This will not be news to any readers out there over the age of four or five, but losing your pet really, really sucks. And by "losing" I mean "having them die." And by "having them die" I mean "putting them to sleep." And by "putting them to sleep" I mean "euthanizing them." And by "euthanizing them" I mean... Well, you know.
Suckity suck sucks.
I promise this won't become a Dead Cat Blog (I'm sure that's some trope out there, how could it not be?) but for now, for today, I wallow. How exactly does one grieve one's pet of 16 years without becoming one of those people posting pictures of their now-dead cat all over Facebook and creating a creepy shrine where the cat food used to be and/or writing an entire book about the experience? (I actually liked that book—like any good memoir, it was mostly about the author, not her cats.)
Why don't atheist WASPs (WASAs?) have more rituals and rites, dammit?
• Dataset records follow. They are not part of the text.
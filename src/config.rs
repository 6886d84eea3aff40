//! Tool configuration and the settings derived from it.
//!
//! A [`ToolConfiguration`] is the raw `{name, description, params}` block a
//! host hands to the tool. [`ResolvedSettings`] is computed from it exactly
//! once: `${NAME}` placeholders are expanded, API keys fall back to the
//! environment, and defaults are applied. Missing API keys are not an error
//! here; they only matter once a request is attempted.

use std::fmt;
use std::path::Path;
use std::str::FromStr;

use serde::{Deserialize, Serialize};
use serde_json::{Map, Value};

use crate::constants::{
    DEFAULT_LANGUAGE, DEFAULT_TOOL_DESCRIPTION, DEFAULT_TOOL_NAME, ENV_GOOGLE_API_KEY,
    ENV_MAPS_API_KEY, ENV_WEATHER_API_KEY, GEOCODING_API_BASE, WEATHER_API_BASE,
};
use crate::error::ConfigError;

pub type JsonObject = Map<String, Value>;

/// Raw tool configuration as provided by the host.
#[derive(Debug, Clone, PartialEq, Serialize, Deserialize)]
pub struct ToolConfiguration {
    #[serde(default = "default_name")]
    pub name: String,
    #[serde(default)]
    pub description: String,
    #[serde(default)]
    pub params: JsonObject,
}

fn default_name() -> String {
    DEFAULT_TOOL_NAME.to_string()
}

impl Default for ToolConfiguration {
    fn default() -> Self {
        Self {
            name: default_name(),
            description: String::new(),
            params: JsonObject::new(),
        }
    }
}

impl ToolConfiguration {
    /// Load a YAML configuration file.
    pub fn load(path: &Path) -> Result<Self, ConfigError> {
        let contents = std::fs::read_to_string(path).map_err(|source| ConfigError::Io {
            path: path.to_path_buf(),
            source,
        })?;

        Ok(serde_yaml::from_str(&contents)?)
    }

    /// Configured description, or the built-in one when left empty.
    pub fn effective_description(&self) -> &str {
        if self.description.trim().is_empty() {
            DEFAULT_TOOL_DESCRIPTION
        } else {
            &self.description
        }
    }
}

/// Unit convention applied to returned measurements
#[derive(Debug, Clone, Copy, PartialEq, Eq, Default)]
pub enum UnitsSystem {
    #[default]
    Imperial,
    Metric,
}

impl UnitsSystem {
    pub fn as_str(&self) -> &'static str {
        match self {
            UnitsSystem::Imperial => "imperial",
            UnitsSystem::Metric => "metric",
        }
    }
}

impl fmt::Display for UnitsSystem {
    fn fmt(&self, f: &mut fmt::Formatter<'_>) -> fmt::Result {
        f.write_str(self.as_str())
    }
}

impl FromStr for UnitsSystem {
    type Err = ConfigError;

    fn from_str(value: &str) -> Result<Self, Self::Err> {
        match value.trim().to_lowercase().as_str() {
            "imperial" => Ok(UnitsSystem::Imperial),
            "metric" => Ok(UnitsSystem::Metric),
            _ => Err(ConfigError::InvalidUnits(value.to_string())),
        }
    }
}

/// Typed view over the recognized `params` keys. Anything else is ignored.
#[derive(Debug, Default, Deserialize)]
#[serde(default)]
struct WeatherParams {
    api_key: Option<String>,
    base_url: Option<String>,
    units: Option<String>,
    #[serde(rename = "unitsSystem")]
    units_system: Option<String>,
    language: Option<String>,
    geocoding_enabled: Option<Value>,
    geocoding_api_key: Option<String>,
    geocoding_base_url: Option<String>,
}

/// Effective settings of one tool instance. Immutable after construction.
#[derive(Debug, Clone, PartialEq)]
pub struct ResolvedSettings {
    pub api_key: Option<String>,
    pub base_url: String,
    pub units: UnitsSystem,
    pub language: String,
    pub geocoding_enabled: bool,
    pub geocoding_api_key: Option<String>,
    pub geocoding_base_url: String,
}

impl ResolvedSettings {
    /// Resolve against the process environment.
    pub fn resolve(params: &JsonObject) -> Result<Self, ConfigError> {
        Self::resolve_with(params, |name| std::env::var(name).ok())
    }

    /// Resolve with an explicit environment lookup.
    pub fn resolve_with<F>(params: &JsonObject, env: F) -> Result<Self, ConfigError>
    where
        F: Fn(&str) -> Option<String>,
    {
        let expanded: JsonObject = params
            .iter()
            .map(|(key, value)| (key.clone(), expand_env(value, &env)))
            .collect();
        let params: WeatherParams = serde_json::from_value(Value::Object(expanded))?;

        let env_key = |name: &str| non_empty(env(name));

        let api_key = non_empty(params.api_key)
            .or_else(|| env_key(ENV_WEATHER_API_KEY))
            .or_else(|| env_key(ENV_GOOGLE_API_KEY));

        let geocoding_api_key = non_empty(params.geocoding_api_key)
            .or_else(|| env_key(ENV_MAPS_API_KEY))
            .or_else(|| api_key.clone());

        let units = match non_empty(params.units).or_else(|| non_empty(params.units_system)) {
            Some(units) => units.parse()?,
            None => UnitsSystem::default(),
        };

        Ok(Self {
            api_key,
            base_url: base_url(params.base_url, WEATHER_API_BASE),
            units,
            language: non_empty(params.language).unwrap_or_else(|| DEFAULT_LANGUAGE.to_string()),
            geocoding_enabled: flag("geocoding_enabled", params.geocoding_enabled, true)?,
            geocoding_api_key,
            geocoding_base_url: base_url(params.geocoding_base_url, GEOCODING_API_BASE),
        })
    }
}

/// Replace a string of the exact form `${NAME}` with the value of `NAME`, or
/// null when it is unset. Other values pass through untouched.
pub fn expand_env<F>(value: &Value, env: F) -> Value
where
    F: Fn(&str) -> Option<String>,
{
    match value {
        Value::String(s) => match s.strip_prefix("${").and_then(|rest| rest.strip_suffix('}')) {
            Some(name) => env(name).map(Value::String).unwrap_or(Value::Null),
            None => value.clone(),
        },
        _ => value.clone(),
    }
}

/// Boolean param that may also arrive as a string, e.g. from a `${NAME}`
/// placeholder. Null and empty strings take the default.
fn flag(key: &'static str, value: Option<Value>, default: bool) -> Result<bool, ConfigError> {
    match value {
        None | Some(Value::Null) => Ok(default),
        Some(Value::Bool(b)) => Ok(b),
        Some(Value::String(s)) => match s.trim().to_lowercase().as_str() {
            "" => Ok(default),
            "true" => Ok(true),
            "false" => Ok(false),
            _ => Err(ConfigError::InvalidFlag { key, value: s }),
        },
        Some(other) => Err(ConfigError::InvalidFlag {
            key,
            value: other.to_string(),
        }),
    }
}

fn non_empty(value: Option<String>) -> Option<String> {
    value.filter(|v| !v.is_empty())
}

fn base_url(configured: Option<String>, default: &str) -> String {
    let url = non_empty(configured).unwrap_or_else(|| default.to_string());
    url.trim_end_matches('/').to_string()
}
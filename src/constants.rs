use std::time::Duration;

/// User agent string for HTTP requests
pub const USER_AGENT: &str = "google-weather-tool/0.1.0";

/// Google Weather API base URL
pub const WEATHER_API_BASE: &str = "https://weather.googleapis.com/v1";

/// Google Maps Geocoding API endpoint
pub const GEOCODING_API_BASE: &str = "https://maps.googleapis.com/maps/api/geocode/json";

/// Per-request timeout for both weather and geocoding calls
pub const REQUEST_TIMEOUT: Duration = Duration::from_secs(30);

/// Tool name used when the configuration leaves it out
pub const DEFAULT_TOOL_NAME: &str = "google_weather";

/// Description used when the configured one is empty
pub const DEFAULT_TOOL_DESCRIPTION: &str = "Google Weather tool: current conditions, hourly, and daily forecasts. \
    Actions: current_conditions, hourly_forecast, daily_forecast. \
    Params: provide 'action' and either (latitude & longitude) or 'location' string. \
    Optional: units ('imperial'|'metric'), language, hours (hourly), days (daily).";

/// Language code sent as `languageCode` unless overridden
pub const DEFAULT_LANGUAGE: &str = "en";

/// Hours requested by `hourly_forecast` when none are given
pub const DEFAULT_FORECAST_HOURS: i64 = 24;

/// Days requested by `daily_forecast` when none are given
pub const DEFAULT_FORECAST_DAYS: i64 = 10;

// Environment fallbacks for API keys, in precedence order
pub const ENV_WEATHER_API_KEY: &str = "GOOGLE_WEATHER_API_KEY";
pub const ENV_GOOGLE_API_KEY: &str = "GOOGLE_API_KEY";
pub const ENV_MAPS_API_KEY: &str = "GOOGLE_MAPS_API_KEY";
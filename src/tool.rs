//! The weather tool and the capability interface hosts call it through.

use std::future::Future;

use reqwest::Client;
use serde_json::{json, Value};

use crate::config::{JsonObject, ResolvedSettings, ToolConfiguration};
use crate::constants::{REQUEST_TIMEOUT, USER_AGENT};
use crate::error::{ConfigError, WeatherError};
use crate::geocode::GoogleGeocoder;
use crate::location::resolve_location;
use crate::models::{Action, ActionRequest, ToolResult};
use crate::weather::{WeatherClient, WeatherQuery};

/// What a host needs from a tool: a parameter schema and a way to call it.
pub trait Tool: Send + Sync {
    fn name(&self) -> &str;

    fn description(&self) -> &str;

    /// JSON Schema of the accepted call parameters.
    fn describe(&self) -> Value;

    /// Run one call. Failures come back as [`ToolResult::Error`].
    fn invoke(&self, request: ActionRequest) -> impl Future<Output = ToolResult> + Send;

    /// `{name, description, parameters}` definition for tool discovery.
    fn definition(&self) -> Value {
        json!({
            "name": self.name(),
            "description": self.description(),
            "parameters": self.describe(),
        })
    }
}

/// Google Weather lookups: current conditions, hourly and daily forecasts.
#[derive(Debug, Clone)]
pub struct GoogleWeatherTool {
    name: String,
    description: String,
    settings: ResolvedSettings,
    weather: WeatherClient,
    geocoder: Option<GoogleGeocoder>,
}

impl GoogleWeatherTool {
    /// Build the tool, resolving API keys against the process environment.
    pub fn new(config: ToolConfiguration) -> Result<Self, ConfigError> {
        let settings = ResolvedSettings::resolve(&config.params)?;
        Self::from_settings(&config.name, config.effective_description(), settings)
    }

    pub fn from_settings(
        name: &str,
        description: &str,
        settings: ResolvedSettings,
    ) -> Result<Self, ConfigError> {
        let client = Client::builder()
            .user_agent(USER_AGENT)
            .timeout(REQUEST_TIMEOUT)
            .build()?;

        let weather = WeatherClient::new(
            client.clone(),
            settings.base_url.clone(),
            settings.api_key.clone(),
        );
        let geocoder = settings.geocoding_enabled.then(|| {
            GoogleGeocoder::new(
                client,
                settings.geocoding_base_url.clone(),
                settings.geocoding_api_key.clone(),
            )
        });

        Ok(Self {
            name: name.to_string(),
            description: description.to_string(),
            settings,
            weather,
            geocoder,
        })
    }

    pub fn settings(&self) -> &ResolvedSettings {
        &self.settings
    }

    /// Entry point for hosts that pass a loose named-parameter bag.
    pub async fn execute(&self, params: JsonObject) -> ToolResult {
        match serde_json::from_value::<ActionRequest>(Value::Object(params)) {
            Ok(request) => self.invoke(request).await,
            Err(e) => ToolResult::error(WeatherError::InvalidParams(e.to_string())),
        }
    }

    async fn run(&self, request: ActionRequest) -> Result<ToolResult, WeatherError> {
        let name = request
            .action
            .as_deref()
            .filter(|name| !name.is_empty())
            .ok_or(WeatherError::MissingAction)?;
        // Action and count are validated before any geocoding round trip.
        let action = Action::parse(name, &request)?;

        let coordinates = resolve_location(&request, self.geocoder.as_ref()).await?;

        let query = WeatherQuery {
            action,
            coordinates,
            units: request
                .requested_units()
                .map_or_else(|| self.settings.units.to_string(), str::to_string),
            language: request
                .language
                .clone()
                .unwrap_or_else(|| self.settings.language.clone()),
        };

        tracing::info!(
            "Running {} for coordinates: {}, {}",
            action.name(),
            coordinates.latitude,
            coordinates.longitude
        );

        self.weather.lookup(&query).await
    }
}

impl Tool for GoogleWeatherTool {
    fn name(&self) -> &str {
        &self.name
    }

    fn description(&self) -> &str {
        &self.description
    }

    fn describe(&self) -> Value {
        parameters_schema()
    }

    async fn invoke(&self, request: ActionRequest) -> ToolResult {
        match self.run(request).await {
            Ok(result) => result,
            Err(e) => {
                tracing::warn!("Weather tool call failed: {}", e);
                ToolResult::error(e)
            }
        }
    }
}

/// Schema generated from [`ActionRequest`], with `action` required and
/// restricted to the known names.
pub fn parameters_schema() -> Value {
    let mut schema = schemars::schema_for!(ActionRequest).to_value();
    schema["required"] = json!(["action"]);
    if let Some(action) = schema
        .pointer_mut("/properties/action")
        .and_then(Value::as_object_mut)
    {
        action.insert("enum".to_string(), json!(Action::NAMES));
    }
    schema
}

#[cfg(test)]
mod tests {
    use super::*;
    use serde_json::json;

    fn offline_tool(params: Value) -> GoogleWeatherTool {
        let Value::Object(params) = params else {
            panic!("params must be an object");
        };
        let settings = ResolvedSettings::resolve_with(&params, |_| None).unwrap();
        GoogleWeatherTool::from_settings("google_weather", "test tool", settings).unwrap()
    }

    #[tokio::test]
    async fn unknown_action_is_reported() {
        let tool = offline_tool(json!({}));
        let request = ActionRequest {
            action: Some("bogus_action".to_string()),
            latitude: Some(json!(1.0)),
            longitude: Some(json!(2.0)),
            ..Default::default()
        };

        let result = tool.invoke(request).await;
        assert_eq!(result, ToolResult::error("Unknown action: bogus_action"));
    }

    #[tokio::test]
    async fn action_is_checked_before_location() {
        // Unroutable geocoder: reaching it would surface a geocode failure.
        let tool = offline_tool(json!({
            "api_key": "k",
            "geocoding_base_url": "http://127.0.0.1:9/geocode/json"
        }));

        let bogus = ActionRequest {
            action: Some("bogus_action".to_string()),
            location: Some(json!("Seattle, WA")),
            ..Default::default()
        };
        assert_eq!(
            tool.invoke(bogus).await.error_message(),
            Some("Unknown action: bogus_action")
        );

        let bad_hours = ActionRequest {
            action: Some("hourly_forecast".to_string()),
            hours: Some(json!("lots")),
            ..Default::default()
        };
        let result = tool.invoke(bad_hours).await;
        assert!(result.error_message().unwrap().starts_with("Execution failed:"));
    }

    #[tokio::test]
    async fn missing_action_is_reported() {
        let tool = offline_tool(json!({}));

        let result = tool.invoke(ActionRequest::default()).await;
        assert_eq!(
            result.error_message(),
            Some("Missing required 'action' parameter")
        );

        let empty = ActionRequest {
            action: Some(String::new()),
            ..Default::default()
        };
        assert!(tool.invoke(empty).await.is_error());
    }

    #[tokio::test]
    async fn location_errors_surface_as_results() {
        let tool = offline_tool(json!({ "geocoding_enabled": false }));

        let mut params = JsonObject::new();
        params.insert("action".to_string(), json!("current_conditions"));
        params.insert("location".to_string(), json!("Nowhere"));

        let result = tool.execute(params).await;
        let msg = result.error_message().unwrap();
        assert!(msg.contains("latitude and longitude"));
        assert!(msg.contains("geocoding"));
    }

    #[tokio::test]
    async fn malformed_bag_is_reported() {
        let tool = offline_tool(json!({}));

        let mut params = JsonObject::new();
        params.insert("action".to_string(), json!(["current_conditions"]));

        let result = tool.execute(params).await;
        assert!(result.error_message().unwrap().starts_with("Invalid parameters:"));
    }

    #[test]
    fn schema_documents_action_and_location() {
        let schema = parameters_schema();

        assert_eq!(schema["required"], json!(["action"]));
        let properties = schema["properties"].as_object().unwrap();
        for key in [
            "action",
            "location",
            "latitude",
            "longitude",
            "unitsSystem",
            "language",
            "hours",
            "days",
        ] {
            assert!(properties.contains_key(key), "schema is missing {key}");
        }
        assert_eq!(
            properties["action"]["enum"],
            json!(["current_conditions", "hourly_forecast", "daily_forecast"])
        );
    }

    #[test]
    fn definition_wraps_schema() {
        let tool = offline_tool(json!({}));
        let definition = tool.definition();

        assert_eq!(definition["name"], "google_weather");
        assert_eq!(definition["description"], "test tool");
        assert_eq!(definition["parameters"], tool.describe());
    }
}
Why must I always make them up or uneasily appropriate them from others? I mean, that's fine for, say, saying grace ("Cheers!" we say, and clink our forks together), but when it comes to dead cats? No idea.
p.s. I didn't keep the body, didn't pay extra to have the ashes returned to me, declined to have a clay print made from her paw... I would have said sure to the paw print if the vet had done it before euthanizing her—if nothing else the three-year-old would have found a use for it. But he offered to make the print after she was, eh, gone. Dead cat paw print? No thanks.